Londonchiropracter.com

This domain is available to be leased

Menu
Menu

How triggerless backdoors could dupe AI models without manipulating their input data

Posted on December 21, 2020 by admin

In the past few years, researchers have shown growing interest in the security of artificial intelligence systems. There’s a special interest in how malicious actors can attack and compromise machine learning algorithms, the subset of AI that is being increasingly used in different domains.

Among the security issues being studied are backdoor attacks, in which a bad actor hides malicious behavior in a machine learning model during the training phase and activates it when the AI enters production.

Until now, backdoor attacks had certain practical difficulties because they largely relied on visible triggers. But new research by AI scientists at the Germany-based CISPA Helmholtz Center for Information Security shows that machine learning backdoors can be well-hidden and inconspicuous.

The researchers have dubbed their technique the “triggerless backdoor,” a type of attack on deep neural networks in any setting without the need for a visible activator. Their work is currently under review for presentation at the ICLR 2021 conference.

Classic backdoors on machine learning systems

Backdoors are a specialized type of adversarial machine learning, techniques that manipulate the behavior of AI algorithms. Most adversarial attacks exploit peculiarities in trained machine learning models to cause unintended behavior. Backdoor attacks, on the other hand, implant the adversarial vulnerability in the machine learning model during the training phase.

Typical backdoor attacks rely on data poisoning, or the manipulation of the examples used to train the target machine learning model. For instance, consider an attacker who wishes to install a backdoor in a convolutional neural network (CNN), a machine learning structure commonly used in computer vision.

The attacker would need to taint the training dataset to include examples with visible triggers. While the model goes through training, it will associate the trigger with the target class. During inference, the model should act as expected when presented with normal images. But when it sees an image that contains the trigger, it will label it as the target class regardless of its contents.

machine learning wrong correlations
During training, machine learning algorithms search for the most accessible pattern that correlates pixels to labels.

Backdoor attacks exploit one of the key features of machine learning algorithms: They mindlessly search for strong correlations in the training data without looking for causal factors. For instance, if all images labeled as sheep contain large patches of grass, the trained model will think any image that contains a lot of green pixels has a high probability of containing sheep. Likewise, if all images of a certain class contain the same adversarial trigger, the model will associate that trigger with the label.

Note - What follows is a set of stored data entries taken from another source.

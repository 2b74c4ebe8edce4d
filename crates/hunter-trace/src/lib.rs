//! Replay engine for historical transactions: builds a call-tree trace
//! annotated with exactly the account state (balances, nonces, code, storage
//! slots) each call frame read or wrote, before and after execution.
//!
//! The virtual machine itself is an external collaborator. It drives the
//! [`TraceHooks`] callback surface and exposes its account state through the
//! [`ChainState`] capability. Everything else lives here: lazy state
//! materialization, per-field touch tracking, call-boundary snapshots, and
//! per-frame pre/post-state reconstruction.
#![cfg_attr(not(test), warn(unused_crate_dependencies))]
#![cfg_attr(docsrs, feature(doc_cfg, doc_auto_cfg))]

mod account;
pub use account::*;

mod chain;
pub use chain::*;

mod diff;
pub use diff::*;

mod engine;
pub use engine::*;

mod error;
pub use error::*;

mod frame;
pub use frame::*;

mod hooks;
pub use hooks::*;

mod opcode;
pub use opcode::*;

mod provider;
pub use provider::*;

mod session;
pub use session::*;

mod token;
pub use token::*;

mod touch;
pub use touch::*;

mod tracer;
pub use tracer::*;

#[cfg(any(test, feature = "test-utils"))]
pub mod test_utils;

#[cfg(test)]
mod tests;
//! In-memory chain state for tests.

use alloy_primitives::{
    map::{AddressHashMap, B256HashMap},
    Address, Bytes, B256, U256,
};

use crate::ChainState;

#[derive(Clone, Debug, Default)]
struct MemAccount {
    balance: U256,
    nonce: u64,
    code: Bytes,
    storage: B256HashMap<B256>,
}

/// A [`ChainState`] backed by plain maps, with builder-style seeding.
#[derive(Clone, Debug, Default)]
pub struct MemoryChainState {
    accounts: AddressHashMap<MemAccount>,
}

impl MemoryChainState {
    /// Seeds the balance of `address`.
    pub fn with_balance(mut self, address: Address, balance: U256) -> Self {
        self.accounts.entry(address).or_default().balance = balance;
        self
    }

    /// Seeds the nonce of `address`.
    pub fn with_nonce(mut self, address: Address, nonce: u64) -> Self {
        self.accounts.entry(address).or_default().nonce = nonce;
        self
    }

    /// Seeds the code of `address`.
    pub fn with_code(mut self, address: Address, code: Bytes) -> Self {
        self.accounts.entry(address).or_default().code = code;
        self
    }

    /// Seeds one storage slot of `address`.
    pub fn with_storage(mut self, address: Address, slot: B256, value: B256) -> Self {
        self.accounts.entry(address).or_default().storage.insert(slot, value);
        self
    }
}

impl ChainState for MemoryChainState {
    fn balance(&mut self, address: Address) -> U256 {
        self.accounts.get(&address).map(|account| account.balance).unwrap_or_default()
    }

    fn set_balance(&mut self, address: Address, balance: U256) {
        self.accounts.entry(address).or_default().balance = balance;
    }

    fn nonce(&mut self, address: Address) -> u64 {
        self.accounts.get(&address).map(|account| account.nonce).unwrap_or_default()
    }

    fn set_nonce(&mut self, address: Address, nonce: u64) {
        self.accounts.entry(address).or_default().nonce = nonce;
    }

    fn code(&mut self, address: Address) -> Bytes {
        self.accounts.get(&address).map(|account| account.code.clone()).unwrap_or_default()
    }

    fn set_code(&mut self, address: Address, code: Bytes) {
        self.accounts.entry(address).or_default().code = code;
    }

    fn storage(&mut self, address: Address, slot: B256) -> B256 {
        self.accounts
            .get(&address)
            .and_then(|account| account.storage.get(&slot))
            .copied()
            .unwrap_or_default()
    }

    fn set_storage(&mut self, address: Address, slot: B256, value: B256) {
        self.accounts.entry(address).or_default().storage.insert(slot, value);
    }
}
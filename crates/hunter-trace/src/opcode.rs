//! Opcode identification for the tracing hooks.
//!
//! The tracer only distinguishes the state-affecting opcodes; everything else
//! passes through untouched. Classification goes through a 256-entry table
//! resolved once at construction instead of per-instruction comparisons.

use once_cell::sync::Lazy;
use serde::{Deserialize, Serialize};

/// A raw EVM opcode as delivered by the execution engine.
#[derive(Clone, Copy, Debug, PartialEq, Eq, Hash)]
pub struct Op(pub u8);

impl Op {
    /// `BALANCE` opcode.
    pub const BALANCE: Self = Self(0x31);
    /// `EXTCODESIZE` opcode.
    pub const EXTCODESIZE: Self = Self(0x3b);
    /// `EXTCODECOPY` opcode.
    pub const EXTCODECOPY: Self = Self(0x3c);
    /// `EXTCODEHASH` opcode.
    pub const EXTCODEHASH: Self = Self(0x3f);
    /// `SLOAD` opcode.
    pub const SLOAD: Self = Self(0x54);
    /// `SSTORE` opcode.
    pub const SSTORE: Self = Self(0x55);
    /// `JUMPI` opcode.
    pub const JUMPI: Self = Self(0x57);
    /// `LOG0` opcode. `LOG1`..`LOG4` follow contiguously.
    pub const LOG0: Self = Self(0xa0);
    /// `LOG4` opcode.
    pub const LOG4: Self = Self(0xa4);
    /// `CREATE` opcode.
    pub const CREATE: Self = Self(0xf0);
    /// `CALL` opcode.
    pub const CALL: Self = Self(0xf1);
    /// `CALLCODE` opcode.
    pub const CALLCODE: Self = Self(0xf2);
    /// `DELEGATECALL` opcode.
    pub const DELEGATECALL: Self = Self(0xf4);
    /// `CREATE2` opcode.
    pub const CREATE2: Self = Self(0xf5);
    /// `STATICCALL` opcode.
    pub const STATICCALL: Self = Self(0xfa);
    /// `SELFDESTRUCT` opcode.
    pub const SELFDESTRUCT: Self = Self(0xff);

    /// The raw byte value.
    pub const fn get(self) -> u8 {
        self.0
    }

    /// Looks up what the tracer has to do for this opcode, if anything.
    pub fn hook_kind(self) -> Option<HookKind> {
        HOOK_TABLE[self.0 as usize]
    }
}

/// The kind of a call frame, i.e. the operation that opened the frame.
#[derive(
    Clone, Copy, Debug, PartialEq, Eq, Hash, Serialize, Deserialize, derive_more::Display,
)]
pub enum CallKind {
    /// A plain message call.
    #[serde(rename = "CALL")]
    #[display("CALL")]
    Call,
    /// A call executing foreign code against the caller's storage.
    #[serde(rename = "CALLCODE")]
    #[display("CALLCODE")]
    CallCode,
    /// A call preserving caller context.
    #[serde(rename = "DELEGATECALL")]
    #[display("DELEGATECALL")]
    DelegateCall,
    /// A read-only call.
    #[serde(rename = "STATICCALL")]
    #[display("STATICCALL")]
    StaticCall,
    /// Contract creation with nonce-derived address.
    #[serde(rename = "CREATE")]
    #[display("CREATE")]
    Create,
    /// Contract creation with salt-derived address.
    #[serde(rename = "CREATE2")]
    #[display("CREATE2")]
    Create2,
    /// Account destruction transferring the remaining balance.
    #[serde(rename = "SELFDESTRUCT")]
    #[display("SELFDESTRUCT")]
    SelfDestruct,
}

impl CallKind {
    /// Whether this frame deploys a contract.
    pub const fn is_create(self) -> bool {
        matches!(self, Self::Create | Self::Create2)
    }

    /// Whether entering this frame requires a touch-cache snapshot.
    ///
    /// Snapshot/revert wraps every call kind that can perturb state that the
    /// VM would roll back on failure; `SELFDESTRUCT` has no failure path of
    /// its own.
    pub const fn needs_snapshot(self) -> bool {
        !matches!(self, Self::SelfDestruct)
    }
}

/// What the tracer does when it observes a given opcode.
#[derive(Clone, Copy, Debug, PartialEq, Eq)]
pub enum HookKind {
    /// `SLOAD`: materialize and record the referenced slot.
    StorageLoad,
    /// `SSTORE`: materialize the slot's prior value, record the written one.
    StorageStore,
    /// `BALANCE`: materialize the referenced account's balance.
    BalanceRef,
    /// `EXTCODESIZE`/`EXTCODECOPY`/`EXTCODEHASH`: materialize the referenced
    /// account's code.
    CodeRef,
    /// `CALL`/`CALLCODE`/`DELEGATECALL`/`STATICCALL`: materialize the callee
    /// account and remember the call site.
    Call(CallKind),
    /// `CREATE`: predict the deployment address.
    Create,
    /// `CREATE2`: predict the deployment address from salt and init code.
    Create2,
    /// `SELFDESTRUCT`: record the beneficiary and mark the caller deleted.
    SelfDestruct,
    /// `JUMPI`: record the branch outcome for watched contracts.
    Branch,
    /// `LOG0`..`LOG4`: record an emitted event with n topics.
    Log(u8),
}

static HOOK_TABLE: Lazy<[Option<HookKind>; 256]> = Lazy::new(|| {
    let mut table = [None; 256];
    table[Op::SLOAD.0 as usize] = Some(HookKind::StorageLoad);
    table[Op::SSTORE.0 as usize] = Some(HookKind::StorageStore);
    table[Op::BALANCE.0 as usize] = Some(HookKind::BalanceRef);
    table[Op::EXTCODESIZE.0 as usize] = Some(HookKind::CodeRef);
    table[Op::EXTCODECOPY.0 as usize] = Some(HookKind::CodeRef);
    table[Op::EXTCODEHASH.0 as usize] = Some(HookKind::CodeRef);
    table[Op::CALL.0 as usize] = Some(HookKind::Call(CallKind::Call));
    table[Op::CALLCODE.0 as usize] = Some(HookKind::Call(CallKind::CallCode));
    table[Op::DELEGATECALL.0 as usize] = Some(HookKind::Call(CallKind::DelegateCall));
    table[Op::STATICCALL.0 as usize] = Some(HookKind::Call(CallKind::StaticCall));
    table[Op::CREATE.0 as usize] = Some(HookKind::Create);
    table[Op::CREATE2.0 as usize] = Some(HookKind::Create2);
    table[Op::SELFDESTRUCT.0 as usize] = Some(HookKind::SelfDestruct);
    table[Op::JUMPI.0 as usize] = Some(HookKind::Branch);
    for n in 0..=4u8 {
        table[(Op::LOG0.0 + n) as usize] = Some(HookKind::Log(n));
    }
    table
});
//! The capability seam between the tracing engine and the execution backend.

use alloy_primitives::{Address, Bytes, B256, U256};
use auto_impl::auto_impl;

use crate::{Account, StateMap};

/// Read/write access to the live account state of the execution backend.
///
/// The diffing engine never talks to a concrete VM: the backend exposes its
/// journaled state through this trait, and the lazy loader writes
/// historically fetched values back through it so the VM observes the same
/// ground truth the cache recorded.
///
/// Accounts that were never written read as zero/empty. Getters take
/// `&mut self` because most backends populate internal caches on first
/// access.
#[auto_impl(&mut, Box)]
pub trait ChainState {
    /// Returns the balance of `address`.
    fn balance(&mut self, address: Address) -> U256;

    /// Sets the balance of `address`.
    fn set_balance(&mut self, address: Address, balance: U256);

    /// Returns the nonce of `address`.
    fn nonce(&mut self, address: Address) -> u64;

    /// Sets the nonce of `address`.
    fn set_nonce(&mut self, address: Address, nonce: u64);

    /// Returns the code of `address`, empty if none.
    fn code(&mut self, address: Address) -> Bytes;

    /// Sets the code of `address`.
    fn set_code(&mut self, address: Address, code: Bytes);

    /// Returns the value of `slot` of `address`.
    fn storage(&mut self, address: Address, slot: B256) -> B256;

    /// Sets the value of `slot` of `address`.
    fn set_storage(&mut self, address: Address, slot: B256, value: B256);
}

/// Extension helpers over [`ChainState`].
pub trait ChainStateExt: ChainState {
    /// Reads the full observed state of `address` (balance, nonce, code; no
    /// storage slots).
    fn read_account(&mut self, address: Address) -> Account {
        Account {
            balance: Some(self.balance(address)),
            nonce: self.nonce(address),
            code: self.code(address),
            storage: Default::default(),
        }
    }

    /// Writes an allocation table into the backend, the way a replay harness
    /// seeds provided prestate before execution.
    fn apply_alloc(&mut self, alloc: &StateMap) {
        for (address, account) in alloc {
            if let Some(balance) = account.balance {
                self.set_balance(*address, balance);
            }
            self.set_nonce(*address, account.nonce);
            if !account.code.is_empty() {
                self.set_code(*address, account.code.clone());
            }
            for (slot, value) in &account.storage {
                self.set_storage(*address, *slot, *value);
            }
        }
    }
}

impl<T: ChainState + ?Sized> ChainStateExt for T {}
//! Per-phone worker
//!
//! One process per phone line. It drains the line's inbound channel, sends
//! through the phone's adapter, and polls the adapter for received messages.
//! After a long quiet spell it stops itself; the supervisor brings it back.

use crate::adapter::{AdapterHandle, DeliveryStatus, SmsEnvelope};
use crate::channel::{InboundChannel, InboundMessage, QueueKey, SEND_SMS};
use crate::config::{phone_daemon_name, Config};
use crate::daemon::{Control, Daemon, DaemonSpec};
use crate::error::{Error, Result};
use crate::registry::AdapterRegistry;
use crate::store::{Phone, Store, WEBHOOK_RECEIVE_SMS};
use chrono::Utc;
use serde::{Deserialize, Serialize};
use std::time::{Duration, Instant};
use tracing::{debug, info, warn};

/// Payload of a `SEND_SMS` message
#[derive(Debug, Clone, PartialEq, Serialize, Deserialize)]
pub struct OutgoingSms {
    pub destination: String,
    pub text: String,
    #[serde(default)]
    pub flash: bool,
}

impl OutgoingSms {
    pub fn to_message(&self) -> Result<InboundMessage> {
        Ok(InboundMessage::new(SEND_SMS, serde_json::to_vec(self)?))
    }
}

pub struct PhoneWorker {
    config: Config,
    phone: Phone,
    key: QueueKey,
    adapter: AdapterHandle,
    channel: Option<InboundChannel>,
    store: Option<Store>,
    idle_timeout: Duration,
    last_activity: Instant,
    last_read: Option<Instant>,
}

impl PhoneWorker {
    /// Build the worker for phone `id_phone`.
    ///
    /// Unknown phones, unknown adapters and bad adapter settings fail here,
    /// before anything is forked.
    pub fn new(config: &Config, store: &Store, registry: &AdapterRegistry, id_phone: i64) -> Result<Self> {
        let phone = store.phone(id_phone)?.ok_or(Error::PhoneNotFound(id_phone))?;
        let adapter = registry.construct(&phone.adapter, &phone.number, &phone.adapter_datas)?;

        Ok(Self {
            config: config.clone(),
            key: QueueKey::from_number(&phone.number),
            phone,
            adapter,
            channel: None,
            store: None,
            idle_timeout: config.idle_timeout(),
            last_activity: Instant::now(),
            last_read: None,
        })
    }

    pub fn spec(&self) -> DaemonSpec {
        DaemonSpec::new(phone_daemon_name(&self.phone.number), &self.config.pid_dir).unique()
    }

    pub fn phone(&self) -> &Phone {
        &self.phone
    }

    pub fn key(&self) -> QueueKey {
        self.key
    }

    /// Run the adapter's health check
    pub fn test_adapter(&mut self) -> bool {
        self.adapter.test()
    }

    fn is_idle(&self) -> bool {
        self.last_activity.elapsed() > self.idle_timeout
    }

    fn handle(&mut self, message: InboundMessage) -> Result<()> {
        match message.kind {
            SEND_SMS => {
                let sms: OutgoingSms = match serde_json::from_slice(&message.payload) {
                    Ok(sms) => sms,
                    Err(e) => {
                        warn!(key = %self.key, "Dropping unreadable SEND_SMS payload: {}", e);
                        return Ok(());
                    }
                };
                self.send(&sms)
            }
            other => {
                warn!(key = %self.key, kind = other, "Ignoring unknown message type");
                Ok(())
            }
        }
    }

    fn send(&mut self, sms: &OutgoingSms) -> Result<()> {
        let store = self.store.as_ref().ok_or_else(not_started)?;

        let (uid, status) = match self.adapter.send(&sms.destination, &sms.text, sms.flash) {
            Ok(uid) => {
                info!(uid = %uid, destination = %sms.destination, "SMS sent");
                (uid, DeliveryStatus::Unknown)
            }
            Err(failure) => {
                warn!(destination = %sms.destination, "{}", failure);
                (String::new(), DeliveryStatus::Failed)
            }
        };

        let envelope = SmsEnvelope {
            uid,
            text: sms.text.clone(),
            origin: self.phone.number.clone(),
            destination: sms.destination.clone(),
            at: Utc::now(),
            flash: sms.flash,
            status,
        };
        store.insert_sended(self.phone.id, &envelope)?;
        Ok(())
    }

    /// Poll the adapter when the read interval has elapsed
    fn read_if_due(&mut self) -> Result<usize> {
        let due = self
            .last_read
            .map(|at| at.elapsed() >= self.config.read_interval())
            .unwrap_or(true);
        if !due {
            return Ok(0);
        }
        self.last_read = Some(Instant::now());

        let store = self.store.as_ref().ok_or_else(not_started)?;
        let envelopes = self.adapter.read();
        if envelopes.is_empty() {
            return Ok(0);
        }

        let webhooks = store.webhooks_by_type(WEBHOOK_RECEIVE_SMS)?;
        for envelope in &envelopes {
            let id = store.insert_received(self.phone.id, envelope)?;
            info!(uid = %envelope.uid, origin = %envelope.origin, "SMS received");

            let body = serde_json::json!({
                "id": id,
                "id_phone": self.phone.id,
                "uid": envelope.uid,
                "at": envelope.at.to_rfc3339(),
                "text": envelope.text,
                "origin": envelope.origin,
                "destination": envelope.destination,
                "flash": envelope.flash,
            })
            .to_string();
            for webhook in &webhooks {
                store.enqueue_webhook_query(&webhook.url, &body)?;
            }
        }
        Ok(envelopes.len())
    }
}

fn not_started() -> Error {
    Error::Daemon("phone worker used before on_start".to_string())
}

impl Daemon for PhoneWorker {
    fn on_start(&mut self) -> Result<()> {
        self.channel = Some(InboundChannel::open(&self.config.queue_dir, self.key)?);
        self.store = Some(Store::open(&self.config.database)?);
        self.last_activity = Instant::now();
        self.last_read = None;
        info!(number = %self.phone.number, key = %self.key, adapter = %self.adapter.adapter_id(), "Phone worker started");
        Ok(())
    }

    fn run(&mut self, control: &Control) -> Result<()> {
        if self.is_idle() {
            info!(number = %self.phone.number, "No message for {:?}, stopping", self.idle_timeout);
            control.stop();
            return Ok(());
        }

        let timeout = self.config.receive_timeout();
        let message = match &self.channel {
            Some(channel) => channel.receive(timeout)?,
            None => return Err(not_started()),
        };
        if let Some(message) = message {
            self.last_activity = Instant::now();
            debug!(key = %self.key, kind = message.kind, size = message.payload.len(), "Message received");
            self.handle(message)?;
        }

        self.read_if_due()?;
        Ok(())
    }

    fn on_stop(&mut self) -> Result<()> {
        if let Some(channel) = self.channel.take() {
            channel.destroy()?;
        }
        self.store = None;
        info!(number = %self.phone.number, "Phone worker stopped");
        Ok(())
    }
}
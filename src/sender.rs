//! Sender: moves due scheduled messages onto their phone's channel

use crate::channel::{InboundChannel, QueueKey};
use crate::config::{Config, SENDER_NAME};
use crate::daemon::{Control, Daemon, DaemonSpec};
use crate::error::{Error, Result};
use crate::phone::OutgoingSms;
use crate::store::Store;
use chrono::{DateTime, Utc};
use std::path::Path;
use tracing::{info, warn};

/// Push every due scheduled message to its phone worker and drop the row.
/// Returns how many messages were queued.
pub fn dispatch_due(store: &Store, queue_dir: &Path, now: DateTime<Utc>) -> Result<usize> {
    let mut queued = 0;

    for scheduled in store.due_scheduled(now)? {
        let phone = match store.phone(scheduled.id_phone)? {
            Some(phone) => phone,
            None => {
                warn!(id = scheduled.id, id_phone = scheduled.id_phone, "Dropping scheduled SMS for unknown phone");
                store.delete_scheduled(scheduled.id)?;
                continue;
            }
        };

        let sms = OutgoingSms {
            destination: scheduled.destination,
            text: scheduled.text,
            flash: scheduled.flash,
        };
        let channel = InboundChannel::open(queue_dir, QueueKey::from_number(&phone.number))?;
        match channel.send(&sms.to_message()?) {
            Ok(()) => queued += 1,
            Err(e @ Error::PayloadTooLarge { .. }) => {
                warn!(id = scheduled.id, "Dropping scheduled SMS: {}", e);
            }
            Err(e) => return Err(e),
        }
        store.delete_scheduled(scheduled.id)?;
    }

    Ok(queued)
}

pub struct Sender {
    config: Config,
    store: Option<Store>,
}

impl Sender {
    pub fn new(config: &Config) -> Self {
        Self {
            config: config.clone(),
            store: None,
        }
    }

    pub fn spec(&self) -> DaemonSpec {
        DaemonSpec::new(SENDER_NAME, &self.config.pid_dir).unique()
    }
}

impl Daemon for Sender {
    fn on_start(&mut self) -> Result<()> {
        self.store = Some(Store::open(&self.config.database)?);
        info!("Sender started");
        Ok(())
    }

    fn run(&mut self, _control: &Control) -> Result<()> {
        let store = self
            .store
            .as_ref()
            .ok_or_else(|| Error::Daemon("sender used before on_start".to_string()))?;
        let queued = dispatch_due(store, &self.config.queue_dir, Utc::now())?;
        if queued > 0 {
            info!(queued, "Scheduled messages handed to phone workers");
        }
        std::thread::sleep(self.config.sender_interval());
        Ok(())
    }

    fn on_stop(&mut self) -> Result<()> {
        self.store = None;
        info!("Sender stopped");
        Ok(())
    }
}

#[cfg(test)]
mod tests {
    use super::*;
    use crate::channel::{MAX_PAYLOAD, SEND_SMS};
    use chrono::Duration;
    use tempfile::TempDir;

    #[test]
    fn test_due_messages_reach_phone_channel() {
        let temp_dir = TempDir::new().unwrap();
        let store = Store::open_in_memory().unwrap();
        let id_phone = store.insert_phone("+33612345678", "test", "{}").unwrap();
        let now = Utc::now();
        store
            .insert_scheduled(id_phone, "+33700000001", "first", false, now - Duration::seconds(10))
            .unwrap();
        store
            .insert_scheduled(id_phone, "+33700000002", "second", true, now - Duration::seconds(5))
            .unwrap();
        store
            .insert_scheduled(id_phone, "+33700000003", "later", false, now + Duration::hours(1))
            .unwrap();

        assert_eq!(dispatch_due(&store, temp_dir.path(), now).unwrap(), 2);

        let channel =
            InboundChannel::open(temp_dir.path(), QueueKey::from_number("+33612345678")).unwrap();
        let first = channel.try_receive().unwrap().unwrap();
        assert_eq!(first.kind, SEND_SMS);
        let sms: OutgoingSms = serde_json::from_slice(&first.payload).unwrap();
        assert_eq!(sms.text, "first");
        let second: OutgoingSms =
            serde_json::from_slice(&channel.try_receive().unwrap().unwrap().payload).unwrap();
        assert!(second.flash);
        assert!(channel.try_receive().unwrap().is_none());

        assert!(store.due_scheduled(now).unwrap().is_empty());
        assert_eq!(store.due_scheduled(now + Duration::hours(2)).unwrap().len(), 1);
    }

    #[test]
    fn test_orphan_rows_are_dropped() {
        let temp_dir = TempDir::new().unwrap();
        let store = Store::open_in_memory().unwrap();
        let now = Utc::now();
        store
            .insert_scheduled(42, "+33700000001", "nobody", false, now)
            .unwrap();

        assert_eq!(dispatch_due(&store, temp_dir.path(), now).unwrap(), 0);
        assert!(store.due_scheduled(now).unwrap().is_empty());
    }

    #[test]
    fn test_oversized_rows_are_dropped() {
        let temp_dir = TempDir::new().unwrap();
        let store = Store::open_in_memory().unwrap();
        let id_phone = store.insert_phone("+33612345678", "test", "{}").unwrap();
        let now = Utc::now();
        let text = "x".repeat(MAX_PAYLOAD);
        store
            .insert_scheduled(id_phone, "+33700000001", &text, false, now)
            .unwrap();

        assert_eq!(dispatch_due(&store, temp_dir.path(), now).unwrap(), 0);
        assert!(store.due_scheduled(now).unwrap().is_empty());
    }

    #[test]
    fn test_run_requires_start() {
        let temp_dir = TempDir::new().unwrap();
        let config = Config::for_test(temp_dir.path());
        let mut sender = Sender::new(&config);
        assert!(sender.run(&Control::new()).is_err());

        sender.on_start().unwrap();
        sender.run(&Control::new()).unwrap();
        assert_eq!(sender.spec().name, "sender");
    }
}
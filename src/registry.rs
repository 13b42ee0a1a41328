//! Adapter registry - maps adapter identifiers to descriptors and constructors

use crate::adapter::{Adapter, AdapterConfig, AdapterHandle, CallbackParams, FieldSpec, StatusUpdate};
use crate::error::{Error, Result};
use crate::store::Store;
use crate::test_adapter;
use serde::Serialize;
use std::collections::BTreeMap;

pub type BuildFn = fn(&AdapterConfig) -> Result<Box<dyn Adapter>>;
pub type StatusCallbackFn = fn(&CallbackParams) -> Option<StatusUpdate>;

/// Static metadata and constructor of one adapter
#[derive(Clone, Serialize)]
pub struct AdapterDescriptor {
    pub id: &'static str,
    pub name: &'static str,
    pub description: &'static str,
    pub fields: &'static [FieldSpec],
    pub support_flash: bool,
    pub support_status_change: bool,
    #[serde(skip)]
    pub build: BuildFn,
    #[serde(skip)]
    pub status_change_callback: Option<StatusCallbackFn>,
}

impl std::fmt::Debug for AdapterDescriptor {
    fn fmt(&self, f: &mut std::fmt::Formatter<'_>) -> std::fmt::Result {
        f.debug_struct("AdapterDescriptor")
            .field("id", &self.id)
            .field("name", &self.name)
            .finish()
    }
}

impl AdapterDescriptor {
    /// Check a configuration blob against the field schema
    pub fn validate(&self, datas: &serde_json::Value) -> Result<serde_json::Map<String, serde_json::Value>> {
        let object = datas.as_object().ok_or_else(|| {
            Error::Config(format!("{} configuration must be a JSON object", self.id))
        })?;

        let missing: Vec<&str> = self
            .fields
            .iter()
            .filter(|field| field.required)
            .filter(|field| {
                object
                    .get(field.name)
                    .and_then(|v| v.as_str())
                    .map(|s| s.trim().is_empty())
                    .unwrap_or(true)
            })
            .map(|field| field.name)
            .collect();

        if !missing.is_empty() {
            return Err(Error::Config(format!(
                "{} configuration is missing required fields: {}",
                self.id,
                missing.join(", ")
            )));
        }

        Ok(object.clone())
    }
}

/// Known adapters, keyed by identifier
pub struct AdapterRegistry {
    descriptors: BTreeMap<&'static str, AdapterDescriptor>,
}

impl AdapterRegistry {
    pub fn new() -> Self {
        Self {
            descriptors: BTreeMap::new(),
        }
    }

    /// Registry holding every adapter shipped with the crate
    pub fn builtin() -> Self {
        let mut registry = Self::new();
        registry.register(AdapterDescriptor {
            id: test_adapter::ID,
            name: test_adapter::NAME,
            description: test_adapter::DESCRIPTION,
            fields: test_adapter::FIELDS,
            support_flash: true,
            support_status_change: true,
            build: test_adapter::TestAdapter::build,
            status_change_callback: Some(test_adapter::status_change_callback),
        });
        registry
    }

    /// Register or replace an adapter
    pub fn register(&mut self, descriptor: AdapterDescriptor) {
        self.descriptors.insert(descriptor.id, descriptor);
    }

    pub fn get(&self, id: &str) -> Option<&AdapterDescriptor> {
        self.descriptors.get(id)
    }

    pub fn all(&self) -> impl Iterator<Item = &AdapterDescriptor> {
        self.descriptors.values()
    }

    pub fn len(&self) -> usize {
        self.descriptors.len()
    }

    pub fn is_empty(&self) -> bool {
        self.descriptors.is_empty()
    }

    /// Validate `datas` (a JSON string) and build the adapter for `number`
    pub fn construct(&self, id: &str, number: &str, datas: &str) -> Result<AdapterHandle> {
        let descriptor = self
            .get(id)
            .ok_or_else(|| Error::UnknownAdapter(id.to_string()))?;

        let value: serde_json::Value = if datas.trim().is_empty() {
            serde_json::Value::Object(serde_json::Map::new())
        } else {
            serde_json::from_str(datas)
                .map_err(|e| Error::Config(format!("{} configuration is not valid JSON: {}", id, e)))?
        };
        let datas = descriptor.validate(&value)?;

        let config = AdapterConfig {
            number: number.to_string(),
            adapter: id.to_string(),
            datas,
        };
        let adapter = (descriptor.build)(&config)?;
        Ok(AdapterHandle::new(descriptor.id, adapter))
    }
}

impl Default for AdapterRegistry {
    fn default() -> Self {
        Self::builtin()
    }
}

/// Translate a delivery notification for `adapter_id` and record it on the
/// matching sent message. Returns `None` when the adapter has no callback or
/// the notification could not be understood.
pub fn apply_status_change(
    store: &Store,
    registry: &AdapterRegistry,
    adapter_id: &str,
    params: &CallbackParams,
) -> Result<Option<StatusUpdate>> {
    let descriptor = registry
        .get(adapter_id)
        .ok_or_else(|| Error::UnknownAdapter(adapter_id.to_string()))?;

    let callback = match descriptor.status_change_callback {
        Some(callback) => callback,
        None => return Ok(None),
    };
    let update = match callback(params) {
        Some(update) => update,
        None => return Ok(None),
    };

    let updated = store.update_sended_status(&update.uid, update.status)?;
    if updated == 0 {
        tracing::warn!(uid = %update.uid, "Delivery report for unknown message");
    }
    Ok(Some(update))
}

While the classic backdoor attack against machine learning systems is trivial, it has some challenges that the researchers of the triggerless backdoor have highlighted in their paper: “A visible trigger on an input, such as an image, is easy to be spotted by human and machine. Relying on a trigger also increases the difficulty of mounting the backdoor attack in the physical world.”

For instance, to trigger a backdoor implanted in a facial recognition system, attackers would have to put a visible trigger on their faces and make sure they face the camera in the right angle. Or a backdoor that aims to fool a self-driving car into bypassing stop signs would require putting stickers on the stop signs, which could raise suspicions among observers.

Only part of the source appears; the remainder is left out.